I agree that it sounds like a health issue. 

My pup has been out of his crate at night for over 6 months, but when he was sick he pooped on the floor twice. He actually did wake us up to take him out, but only after he had already pooped once. Sometimes they just can't help it if they're not feeling well.


----------



## Abbylynn (Jul 7, 2011)

This may be a bit off the wall ... but is she afraid of the dark? Is it dark where she is gated off at night? Maybe she was not feeling well and also a bit anxious sleeping in the dark by herself? Just a thought.

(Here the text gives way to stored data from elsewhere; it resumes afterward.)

#[cfg(test)]
mod tests {
    use std::collections::HashSet;
    use std::sync::{Arc, Mutex};

    use super::*;
    use crate::db::models::{AvatarRecord, SyncCheckpoint};
    use crate::ledger::AvatarMetadata;

    #[derive(Default, Clone)]
    struct FakeLedger {
        supply: u64,
        unminted: HashSet<u64>,
        fid_failures: HashSet<u64>,
        owner_failures: HashSet<u64>,
    }

    impl FakeLedger {
        fn new(supply: u64) -> Self {
            Self {
                supply,
                ..Default::default()
            }
        }
    }

    impl crate::ledger::Ledger for FakeLedger {
        async fn total_supply(&self) -> anyhow::Result<u64> {
            Ok(self.supply)
        }

        async fn fid_of(&self, token_id: u64) -> anyhow::Result<u64> {
            if self.fid_failures.contains(&token_id) {
                anyhow::bail!("execution reverted");
            }
            if self.unminted.contains(&token_id) {
                return Ok(0);
            }
            Ok(token_id + 1000)
        }

        async fn owner_of(&self, token_id: u64) -> anyhow::Result<String> {
            if self.owner_failures.contains(&token_id) {
                anyhow::bail!("owner lookup failed");
            }
            Ok(format!("0x{:040x}", token_id))
        }

        async fn avatar_of(&self, token_id: u64) -> anyhow::Result<AvatarMetadata> {
            Ok(AvatarMetadata {
                image_url: format!("ipfs://avatars/{}", token_id),
                style: "pixel".to_string(),
                minted_at: 1_700_000_000 + token_id,
            })
        }
    }

    #[derive(Default, Clone)]
    struct FakeStore {
        checkpoint: Arc<Mutex<Option<u64>>>,
        checkpoint_writes: Arc<Mutex<Vec<u64>>>,
        avatars: Arc<Mutex<Vec<AvatarRecord>>>,
        lease_taken: bool,
    }

    impl crate::db::SyncStore for FakeStore {
        async fn load_checkpoint(&self, kind: &str) -> anyhow::Result<Option<SyncCheckpoint>> {
            Ok(self
                .checkpoint
                .lock()
                .unwrap()
                .map(|id| SyncCheckpoint::new(kind, id)))
        }

        async fn save_checkpoint(&self, _kind: &str, last_processed_id: u64) -> anyhow::Result<()> {
            *self.checkpoint.lock().unwrap() = Some(last_processed_id);
            self.checkpoint_writes.lock().unwrap().push(last_processed_id);
            Ok(())
        }

        async fn try_acquire_lease(
            &self,
            _kind: &str,
            _holder: &str,
            _ttl: Duration,
        ) -> anyhow::Result<bool> {
            Ok(!self.lease_taken)
        }

        async fn release_lease(&self, _kind: &str, _holder: &str) -> anyhow::Result<()> {
            Ok(())
        }

        async fn find_avatar_by_fid(&self, fid: u64) -> anyhow::Result<Option<AvatarRecord>> {
            Ok(self
                .avatars
                .lock()
                .unwrap()
                .iter()
                .filter(|r| r.fid == fid)
                .max_by_key(|r| r.updated_at)
                .cloned())
        }

        async fn insert_avatar(&self, record: &AvatarRecord) -> anyhow::Result<()> {
            self.avatars.lock().unwrap().push(record.clone());
            Ok(())
        }

        async fn update_avatar(&self, record: &AvatarRecord) -> anyhow::Result<()> {
            let mut avatars = self.avatars.lock().unwrap();
            for row in avatars.iter_mut().filter(|r| r.fid == record.fid) {
                *row = record.clone();
            }
            Ok(())
        }
    }

    fn options(batch_size: u64, start_token_id: u64) -> SyncOptions {
        SyncOptions {
            batch_size,
            start_token_id,
            batch_delay_ms: 0,
            ..Default::default()
        }
    }

    async fn run_driver(
        ledger: FakeLedger,
        store: FakeStore,
        options: SyncOptions,
    ) -> (Vec<SyncEvent>, anyhow::Result<()>) {
        let (tx, mut rx) = mpsc::channel(256);
        let driver = SyncDriver::new(ledger, store, tx, options);
        let result = driver.run(CancellationToken::new()).await;

        let mut events = Vec::new();
        while let Ok(event) = rx.try_recv() {
            events.push(event);
        }
        (events, result)
    }

    fn summary(events: &[SyncEvent]) -> SyncSummary {
        match events.last().expect("no events emitted") {
            SyncEvent::Complete { data, .. } => data.clone(),
            other => panic!("expected terminal complete event, got {:?}", other),
        }
    }

    fn terminal_message(events: &[SyncEvent]) -> String {
        match events.last().expect("no events emitted") {
            SyncEvent::Complete { message, .. } | SyncEvent::Error { message } => message.clone(),
            other => panic!("expected terminal event, got {:?}", other),
        }
    }

    #[tokio::test]
    async fn small_supply_synchronizes_fully() {
        let store = FakeStore::default();
        let (events, result) = run_driver(FakeLedger::new(20), store.clone(), options(0, 0)).await;

        assert!(result.is_ok());
        let data = summary(&events);
        assert_eq!(data.total_supply, 20);
        assert_eq!(data.processed, 20);
        assert_eq!(data.updated, 20);
        assert!(data.errors.is_empty());
        assert_eq!(terminal_message(&events), "Fully synchronized");
        assert_eq!(store.avatars.lock().unwrap().len(), 20);

        // Lifecycle ordering: start, then total-supply-known.
        assert!(matches!(&events[0], SyncEvent::Progress { message, .. }
            if message == "Starting avatar ownership sync"));
        assert!(matches!(&events[1], SyncEvent::Progress { message, .. }
            if message == "Total supply: 20"));
    }

    #[tokio::test]
    async fn batch_size_zero_defaults_to_one_hundred() {
        let (events, _) = run_driver(
            FakeLedger::new(250),
            FakeStore::default(),
            options(0, 0),
        )
        .await;

        let data = summary(&events);
        assert_eq!(data.processed, 100);
        assert_eq!(terminal_message(&events), "Batch complete, resume at token 101");
    }

    #[tokio::test]
    async fn oversized_batch_clamps_to_five_hundred() {
        let (events, _) = run_driver(
            FakeLedger::new(2000),
            FakeStore::default(),
            options(10_000, 0),
        )
        .await;

        let data = summary(&events);
        assert_eq!(data.processed, 500);
        assert_eq!(terminal_message(&events), "Batch complete, resume at token 501");
    }

    #[tokio::test]
    async fn auto_resume_starts_after_checkpoint() {
        let store = FakeStore::default();
        *store.checkpoint.lock().unwrap() = Some(40);

        let (events, _) = run_driver(FakeLedger::new(60), store.clone(), options(10, 0)).await;

        assert!(events.iter().any(|e| matches!(e, SyncEvent::Progress { message, .. }
            if message == "Resuming from checkpoint at token 40")));

        let first_token = store
            .avatars
            .lock()
            .unwrap()
            .iter()
            .map(|r| r.token_id)
            .min()
            .unwrap();
        assert_eq!(first_token, 41);
        assert_eq!(terminal_message(&events), "Batch complete, resume at token 51");
    }

    #[tokio::test]
    async fn start_past_supply_completes_without_iteration() {
        let store = FakeStore::default();
        let (events, result) = run_driver(FakeLedger::new(50), store.clone(), options(0, 51)).await;

        assert!(result.is_ok());
        let data = summary(&events);
        assert_eq!(data.processed, 50);
        assert_eq!(data.updated, 0);
        assert_eq!(terminal_message(&events), "Fully synchronized");
        assert!(store.avatars.lock().unwrap().is_empty());
        assert!(store.checkpoint_writes.lock().unwrap().is_empty());
    }

    #[tokio::test]
    async fn zero_supply_completes_immediately() {
        let store = FakeStore::default();
        let (events, result) = run_driver(FakeLedger::new(0), store.clone(), options(0, 0)).await;

        assert!(result.is_ok());
        let data = summary(&events);
        assert_eq!(data.total_supply, 0);
        assert_eq!(data.processed, 0);
        assert!(store.checkpoint_writes.lock().unwrap().is_empty());
    }

    #[tokio::test]
    async fn unminted_slots_count_as_not_minted() {
        let mut ledger = FakeLedger::new(10);
        ledger.unminted = [3, 7].into_iter().collect();

        let (events, _) = run_driver(ledger, FakeStore::default(), options(0, 0)).await;

        let data = summary(&events);
        assert_eq!(data.not_minted, 2);
        assert_eq!(data.updated, 8);
        assert!(data.errors.is_empty());
    }

    #[tokio::test]
    async fn fid_resolution_failure_is_skipped_not_an_error() {
        let mut ledger = FakeLedger::new(10);
        ledger.fid_failures = [4].into_iter().collect();

        let (events, _) = run_driver(ledger, FakeStore::default(), options(0, 0)).await;

        let data = summary(&events);
        assert_eq!(data.skipped, 1);
        assert_eq!(data.updated, 9);
        assert!(data.errors.is_empty());
    }

    #[tokio::test]
    async fn per_token_failure_does_not_stop_the_batch() {
        let mut ledger = FakeLedger::new(10);
        ledger.owner_failures = [5].into_iter().collect();

        let (events, result) = run_driver(ledger, FakeStore::default(), options(0, 0)).await;

        assert!(result.is_ok());
        let data = summary(&events);
        assert_eq!(data.processed, 10);
        assert_eq!(data.updated, 9);
        assert_eq!(data.errors.len(), 1);
        // Error names the logical id of token 5.
        assert!(data.errors[0].contains("fid 1005"));
    }

    #[tokio::test]
    async fn checkpoints_are_monotonic_and_cover_batch_end() {
        let store = FakeStore::default();
        let (_, result) = run_driver(FakeLedger::new(37), store.clone(), options(0, 0)).await;
        assert!(result.is_ok());

        let writes = store.checkpoint_writes.lock().unwrap().clone();
        assert_eq!(writes, vec![10, 20, 30, 37]);
        assert!(writes.windows(2).all(|w| w[0] <= w[1]));
    }

    #[tokio::test]
    async fn rerun_over_synced_range_creates_no_duplicates() {
        let store = FakeStore::default();
        run_driver(FakeLedger::new(15), store.clone(), options(0, 0)).await;
        assert_eq!(store.avatars.lock().unwrap().len(), 15);

        // Re-run the same range explicitly from the start.
        let (events, _) = run_driver(FakeLedger::new(15), store.clone(), options(0, 1)).await;

        let data = summary(&events);
        assert_eq!(data.updated, 15);
        assert_eq!(store.avatars.lock().unwrap().len(), 15);
    }

    #[tokio::test]
    async fn progress_events_fire_every_fifth_token_and_at_batch_end() {
        let (events, _) = run_driver(FakeLedger::new(12), FakeStore::default(), options(0, 0)).await;

        let current_ids: Vec<u64> = events
            .iter()
            .filter_map(|e| match e {
                SyncEvent::Progress { data: Some(data), .. } => data.current_id,
                _ => None,
            })
            .collect();
        assert_eq!(current_ids, vec![5, 10, 12]);
    }

    #[tokio::test]
    async fn held_lease_aborts_with_terminal_error() {
        let store = FakeStore {
            lease_taken: true,
            ..Default::default()
        };
        let (events, result) = run_driver(FakeLedger::new(10), store.clone(), options(0, 0)).await;

        assert!(result.is_err());
        assert!(matches!(events.last(), Some(SyncEvent::Error { message })
            if message.contains("lease")));
        assert!(store.avatars.lock().unwrap().is_empty());
    }

    #[tokio::test]
    async fn error_list_is_bounded() {
        let mut ledger = FakeLedger::new(40);
        ledger.owner_failures = (1..=40).collect();

        let (events, _) = run_driver(ledger, FakeStore::default(), options(0, 0)).await;

        let data = summary(&events);
        assert_eq!(data.processed, 40);
        assert_eq!(data.errors.len(), MAX_RECORDED_ERRORS + 1);
        assert_eq!(data.errors.last().unwrap(), "15 more errors omitted");
    }

    #[tokio::test]
    async fn cancelled_invocation_still_emits_a_terminal_event() {
        let (tx, mut rx) = mpsc::channel(256);
        let driver = SyncDriver::new(
            FakeLedger::new(30),
            FakeStore::default(),
            tx,
            options(0, 0),
        );

        let cancel = CancellationToken::new();
        cancel.cancel();
        let result = driver.run(cancel).await;
        assert!(result.is_ok());

        let mut events = Vec::new();
        while let Ok(event) = rx.try_recv() {
            events.push(event);
        }
        let data = summary(&events);
        assert_eq!(data.processed, 0);
        assert_eq!(terminal_message(&events), "Batch complete, resume at token 1");
    }
}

I have a dog who is afraid of the dark and won't go all the way out in the yard at night to go potty. Living in the woods ... it is pitch black out there. He will stay near the house light to go.


----------



## doxiemommy (Dec 18, 2009)

I agree, it could be health, or, as Abbylynn said, an anxiety issue. Some dogs find their crates very comforting, like their own "space" or "den", and being out of the crate, at night, when it's dark and quiet, may be upsetting.


----------



## Puppy0226 (Jun 7, 2012)

thanks guys - I guess I won't know until she feels better and we try again. I should have mentioned her set-up. Her crate is in the living room and didn't move. By uncrating I meant we just leave the crate door open and she has her little bed a few steps away which we think she likes better. SHe doesn't hate her crate but unlike other dogs she doesn't love it and wants to hang out in there all the time. She doesn't mind it and is fine and has no issues when we crate her but definitely prefers to hang out in her little bed instead so the dark thing she should be used too. You guys think because the living room is more of an open space than her dark crate that the dark could be an issue? I hadn't thought about that. We started uncrating on Friday so up until today she was fine.


----------



## Abbylynn (Jul 7, 2011)

Also ... maybe she is anxious because she wants to be near/with you at night instead of by herself in the living room?


----------



## OwnedbyACDs (Jun 22, 2013)

Perhaps she was anxious and had diarrhea because of that? dogs will void their bowels when extremely stressed out, perhaps that's what she is doing? some dogs just like their crates, I have an older adult rescue that is like that, he likes his crate and also got really stressed out when I tried to have him stay out of it.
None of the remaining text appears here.